:: ABOUT THIS TASK ::
What is needed is an exact copy of the lines in the listing below, from the one with "filename src/cli/mod.rs" up to and including the one with "to configuration file", with no other lines.
>>>
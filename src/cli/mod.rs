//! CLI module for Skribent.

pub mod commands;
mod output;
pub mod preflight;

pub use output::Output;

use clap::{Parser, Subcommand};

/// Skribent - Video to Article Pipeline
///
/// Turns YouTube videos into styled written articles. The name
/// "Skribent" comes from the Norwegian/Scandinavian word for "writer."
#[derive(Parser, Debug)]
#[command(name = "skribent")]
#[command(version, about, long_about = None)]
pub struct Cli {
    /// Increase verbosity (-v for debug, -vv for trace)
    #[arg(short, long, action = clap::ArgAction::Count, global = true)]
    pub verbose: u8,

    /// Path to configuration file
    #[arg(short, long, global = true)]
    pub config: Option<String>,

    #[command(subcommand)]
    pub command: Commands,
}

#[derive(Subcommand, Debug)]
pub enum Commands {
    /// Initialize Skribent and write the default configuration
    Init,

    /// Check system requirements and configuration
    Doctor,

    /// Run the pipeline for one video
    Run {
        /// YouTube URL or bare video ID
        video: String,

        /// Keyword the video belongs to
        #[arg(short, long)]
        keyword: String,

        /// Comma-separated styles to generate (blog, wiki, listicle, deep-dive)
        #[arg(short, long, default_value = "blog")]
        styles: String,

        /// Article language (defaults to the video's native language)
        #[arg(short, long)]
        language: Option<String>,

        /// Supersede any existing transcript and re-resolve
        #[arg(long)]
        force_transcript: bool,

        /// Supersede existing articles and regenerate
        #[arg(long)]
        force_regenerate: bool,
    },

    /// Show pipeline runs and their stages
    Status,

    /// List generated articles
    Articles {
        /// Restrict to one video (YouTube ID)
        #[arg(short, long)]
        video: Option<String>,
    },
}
<<<
>>>
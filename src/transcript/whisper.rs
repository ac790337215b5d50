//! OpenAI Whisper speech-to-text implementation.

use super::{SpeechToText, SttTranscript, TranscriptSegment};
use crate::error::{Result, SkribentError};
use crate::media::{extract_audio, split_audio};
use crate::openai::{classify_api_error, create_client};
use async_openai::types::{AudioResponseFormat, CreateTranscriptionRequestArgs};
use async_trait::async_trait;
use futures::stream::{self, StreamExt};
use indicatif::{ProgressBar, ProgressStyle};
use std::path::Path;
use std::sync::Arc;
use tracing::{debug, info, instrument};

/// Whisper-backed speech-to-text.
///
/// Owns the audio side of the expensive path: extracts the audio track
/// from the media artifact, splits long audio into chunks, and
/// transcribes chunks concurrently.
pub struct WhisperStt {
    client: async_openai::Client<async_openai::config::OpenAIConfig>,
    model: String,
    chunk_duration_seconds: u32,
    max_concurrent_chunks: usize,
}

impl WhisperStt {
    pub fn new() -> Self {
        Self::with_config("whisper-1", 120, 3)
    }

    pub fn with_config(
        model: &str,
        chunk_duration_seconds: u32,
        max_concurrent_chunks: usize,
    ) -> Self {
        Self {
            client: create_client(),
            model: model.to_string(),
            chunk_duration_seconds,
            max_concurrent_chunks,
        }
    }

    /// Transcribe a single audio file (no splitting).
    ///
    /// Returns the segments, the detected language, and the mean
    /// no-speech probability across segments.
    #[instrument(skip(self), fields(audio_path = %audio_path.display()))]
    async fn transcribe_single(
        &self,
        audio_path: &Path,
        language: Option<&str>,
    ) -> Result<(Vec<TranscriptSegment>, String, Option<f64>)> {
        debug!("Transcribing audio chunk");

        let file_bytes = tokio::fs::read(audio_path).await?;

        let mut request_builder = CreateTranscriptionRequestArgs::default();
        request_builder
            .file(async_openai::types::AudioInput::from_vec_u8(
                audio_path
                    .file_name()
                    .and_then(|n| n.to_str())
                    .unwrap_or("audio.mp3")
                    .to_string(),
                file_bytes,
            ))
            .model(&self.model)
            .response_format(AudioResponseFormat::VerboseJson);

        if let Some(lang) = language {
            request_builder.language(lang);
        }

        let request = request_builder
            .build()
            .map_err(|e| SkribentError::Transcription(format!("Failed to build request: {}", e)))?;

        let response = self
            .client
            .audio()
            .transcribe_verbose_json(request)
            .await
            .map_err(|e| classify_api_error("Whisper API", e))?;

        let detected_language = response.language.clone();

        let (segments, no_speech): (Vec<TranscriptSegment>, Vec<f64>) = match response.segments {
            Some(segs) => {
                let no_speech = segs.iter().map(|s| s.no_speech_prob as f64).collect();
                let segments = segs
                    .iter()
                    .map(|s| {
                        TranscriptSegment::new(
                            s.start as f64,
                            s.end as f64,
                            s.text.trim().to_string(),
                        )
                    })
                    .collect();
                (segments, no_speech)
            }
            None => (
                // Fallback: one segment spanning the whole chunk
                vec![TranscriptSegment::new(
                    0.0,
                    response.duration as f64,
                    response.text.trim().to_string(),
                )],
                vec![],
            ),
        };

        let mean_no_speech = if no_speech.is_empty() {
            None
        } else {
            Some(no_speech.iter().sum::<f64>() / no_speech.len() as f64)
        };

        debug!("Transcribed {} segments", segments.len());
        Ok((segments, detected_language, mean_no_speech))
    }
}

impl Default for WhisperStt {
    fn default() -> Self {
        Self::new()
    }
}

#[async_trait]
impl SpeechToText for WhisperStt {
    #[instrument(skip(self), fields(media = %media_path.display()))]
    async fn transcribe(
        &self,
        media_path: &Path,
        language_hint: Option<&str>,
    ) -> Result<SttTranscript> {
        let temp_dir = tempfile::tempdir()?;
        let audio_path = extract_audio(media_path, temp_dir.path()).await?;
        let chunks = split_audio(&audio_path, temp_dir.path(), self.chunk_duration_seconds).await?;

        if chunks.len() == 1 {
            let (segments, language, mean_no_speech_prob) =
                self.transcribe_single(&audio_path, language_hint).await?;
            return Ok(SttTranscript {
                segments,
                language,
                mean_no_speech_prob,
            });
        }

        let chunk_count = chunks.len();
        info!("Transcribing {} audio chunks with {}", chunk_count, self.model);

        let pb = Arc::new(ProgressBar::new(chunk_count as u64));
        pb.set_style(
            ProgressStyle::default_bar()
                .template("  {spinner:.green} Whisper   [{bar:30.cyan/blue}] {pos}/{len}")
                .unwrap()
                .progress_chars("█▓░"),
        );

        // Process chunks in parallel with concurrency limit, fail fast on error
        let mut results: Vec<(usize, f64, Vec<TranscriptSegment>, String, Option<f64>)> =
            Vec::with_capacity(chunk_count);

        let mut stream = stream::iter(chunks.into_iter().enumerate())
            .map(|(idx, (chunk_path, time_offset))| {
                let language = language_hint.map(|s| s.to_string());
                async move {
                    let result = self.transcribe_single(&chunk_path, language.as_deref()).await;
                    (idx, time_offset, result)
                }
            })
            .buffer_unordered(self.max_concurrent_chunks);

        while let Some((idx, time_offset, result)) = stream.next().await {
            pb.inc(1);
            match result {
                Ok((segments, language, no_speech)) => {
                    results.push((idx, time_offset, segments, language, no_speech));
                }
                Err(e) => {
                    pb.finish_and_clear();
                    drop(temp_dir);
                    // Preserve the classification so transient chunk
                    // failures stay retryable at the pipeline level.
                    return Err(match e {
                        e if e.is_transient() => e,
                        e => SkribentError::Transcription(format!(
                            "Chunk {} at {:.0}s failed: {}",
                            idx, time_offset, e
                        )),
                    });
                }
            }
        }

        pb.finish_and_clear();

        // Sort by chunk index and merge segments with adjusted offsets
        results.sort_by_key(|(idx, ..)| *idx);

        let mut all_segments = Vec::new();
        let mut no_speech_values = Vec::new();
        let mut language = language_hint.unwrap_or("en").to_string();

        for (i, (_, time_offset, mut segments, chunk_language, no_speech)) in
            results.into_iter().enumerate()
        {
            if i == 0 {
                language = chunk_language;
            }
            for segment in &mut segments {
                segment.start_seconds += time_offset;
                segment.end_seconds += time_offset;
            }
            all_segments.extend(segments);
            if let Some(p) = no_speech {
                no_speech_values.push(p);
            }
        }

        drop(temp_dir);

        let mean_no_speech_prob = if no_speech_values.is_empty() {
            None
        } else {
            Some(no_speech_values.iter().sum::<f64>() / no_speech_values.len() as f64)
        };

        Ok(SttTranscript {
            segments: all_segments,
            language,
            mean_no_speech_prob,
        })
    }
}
<<<
:: ANSWER SPACE ::
filename src/cli/mod.rs
//! CLI module for Skribent.

pub mod commands;
mod output;
pub mod preflight;

pub use output::Output;

use clap::{Parser, Subcommand};

/// Skribent - Video to Article Pipeline
///
/// Turns YouTube videos into styled written articles. The name
/// "Skribent" comes from the Norwegian/Scandinavian word for "writer."
#[derive(Parser, Debug)]
#[command(name = "skribent")]
#[command(version, about, long_about = None)]
pub struct Cli {
    /// Increase verbosity (-v for debug, -vv for trace)
    #[arg(short, long, action = clap::ArgAction::Count, global = true)]
    pub verbose: u8,

    /// Path to configuration file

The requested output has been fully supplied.